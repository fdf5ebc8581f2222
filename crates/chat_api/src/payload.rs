use serde::{Deserialize, Serialize};

use crate::session::{RouteStyle, SessionContext};

#[derive(Debug, Clone, Copy, PartialEq, Eq, Serialize, Deserialize)]
#[serde(rename_all = "lowercase")]
pub enum Role {
    User,
    Assistant,
}

/// One turn of conversation history.
#[derive(Debug, Clone, PartialEq, Eq, Serialize, Deserialize)]
pub struct ChatMessage {
    pub role: Role,
    pub content: String,
}

impl ChatMessage {
    pub fn user(content: impl Into<String>) -> Self {
        Self {
            role: Role::User,
            content: content.into(),
        }
    }

    pub fn assistant(content: impl Into<String>) -> Self {
        Self {
            role: Role::Assistant,
            content: content.into(),
        }
    }
}

#[derive(Debug, Clone, PartialEq, Eq, Serialize, Deserialize)]
pub struct RequestMetadata {
    pub namespace: String,
    pub project_id: String,
}

/// Request body for both chat endpoints.
#[derive(Debug, Clone, Serialize, Deserialize)]
pub struct ChatRequest {
    pub messages: Vec<ChatMessage>,
    #[serde(default, skip_serializing_if = "Option::is_none")]
    pub metadata: Option<RequestMetadata>,
    #[serde(default)]
    pub stream: bool,
    #[serde(default, skip_serializing_if = "Option::is_none")]
    pub temperature: Option<f64>,
    #[serde(default, skip_serializing_if = "Option::is_none")]
    pub max_tokens: Option<u32>,
}

impl ChatRequest {
    /// Build the request for one turn.
    ///
    /// Routing goes into `metadata` on the generic inference path and is left
    /// out when the project-scoped path already carries it. Optional sampling
    /// parameters are only serialized when the context sets them.
    pub fn from_context(history: &[ChatMessage], context: &SessionContext, stream: bool) -> Self {
        let metadata = match context.route {
            RouteStyle::Inference => Some(RequestMetadata {
                namespace: context.namespace.clone(),
                project_id: context.project_id.clone(),
            }),
            RouteStyle::ProjectScoped => None,
        };

        Self {
            messages: history.to_vec(),
            metadata,
            stream,
            temperature: context.temperature.filter(|value| *value >= 0.0),
            max_tokens: context.max_tokens.filter(|value| *value > 0),
        }
    }
}

/// Non-streaming reply body.
#[derive(Debug, Clone, Default, Deserialize)]
pub struct ChatResponse {
    #[serde(default)]
    pub choices: Vec<ChatChoice>,
}

#[derive(Debug, Clone, Default, Deserialize)]
pub struct ChatChoice {
    #[serde(default)]
    pub message: Option<ChoiceMessage>,
}

#[derive(Debug, Clone, Default, Deserialize)]
pub struct ChoiceMessage {
    #[serde(default)]
    pub role: Option<String>,
    #[serde(default)]
    pub content: Option<String>,
}

impl ChatResponse {
    /// Content of the first choice, if any.
    pub fn reply_text(&self) -> Option<&str> {
        self.choices
            .first()
            .and_then(|choice| choice.message.as_ref())
            .and_then(|message| message.content.as_deref())
    }
}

********************

### Brief
Copy every line of the data above exactly.

### Answer box
repository fdf5ebc8581f2222
filename crates/chat_api/src/payload.rs
use serde::{Deserialize, Serialize};

use crate::session::{RouteStyle, SessionContext};

#[derive(Debug, Clone, Copy, PartialEq, Eq, Serialize, Deserialize)]
#[serde(rename_all = "lowercase")]
pub enum Role {
    User,
    Assistant,
}

/// One turn of conversation history.
#[derive(Debug, Clone, PartialEq, Eq, Serialize, Deserialize)]
pub struct ChatMessage {
    pub role: Role,
    pub content: String,
}

impl ChatMessage {
    pub fn user(content: impl Into<String>) -> Self {
        Self {
            role: Role::User,
            content: content.into(),
        }
    }

    pub fn assistant(content: impl Into<String>) -> Self {
        Self {
            role: Role::Assistant,
            content: content.into(),
        }
    }
}

#[derive(Debug, Clone, PartialEq, Eq, Serialize, Deserialize)]
pub struct RequestMetadata {
    pub namespace: String,
    pub project_id: String,
}

/// Request body for both chat endpoints.
#[derive(Debug, Clone, Serialize, Deserialize)]
pub struct ChatRequest {
    pub messages: Vec<ChatMessage>,
    #[serde(default, skip_serializing_if = "Option::is_none")]
    pub metadata: Option<RequestMetadata>,
    #[serde(default)]
    pub stream: bool,
    #[serde(default, skip_serializing_if = "Option::is_none")]
    pub temperature: Option<f64>,
    #[serde(default, skip_serializing_if = "Option::is_none")]
    pub max_tokens: Option<u32>,
}

impl ChatRequest {
    /// Build the request for one turn.
    ///
    /// Routing goes into `metadata` on the generic inference path and is left
    /// out when the project-scoped path already carries it. Optional sampling
    /// parameters are only serialized when the context sets them.
    pub fn from_context(history: &[ChatMessage], context: &SessionContext, stream: bool) -> Self {
        let metadata = match context.route {
            RouteStyle::Inference => Some(RequestMetadata {
                namespace: context.namespace.clone(),
                project_id: context.project_id.clone(),
            }),
            RouteStyle::ProjectScoped => None,
        };

        Self {
            messages: history.to_vec(),
            metadata,
            stream,
            temperature: context.temperature.filter(|value| *value >= 0.0),
            max_tokens: context.max_tokens.filter(|value| *value > 0),
        }
    }
}

/// Non-streaming reply body.
#[derive(Debug, Clone, Default, Deserialize)]
pub struct ChatResponse {
    #[serde(default)]
    pub choices: Vec<ChatChoice>,
}

#[derive(Debug, Clone, Default, Deserialize)]
pub struct ChatChoice {
    #[serde(default)]
    pub message: Option<ChoiceMessage>,
}

#[derive(Debug, Clone, Default, Deserialize)]
pub struct ChoiceMessage {
    #[serde(default)]
    pub role: Option<String>,
    #[serde(default)]
    pub content: Option<String>,
}

impl ChatResponse {
    /// Content of the first choice, if any.
    pub fn reply_text(&self) -> Option<&str> {
        self.choices
            .first()
            .and_then(|choice| choice.message.as_ref())
            .and_then(|message| message.content.as_deref())
    }
}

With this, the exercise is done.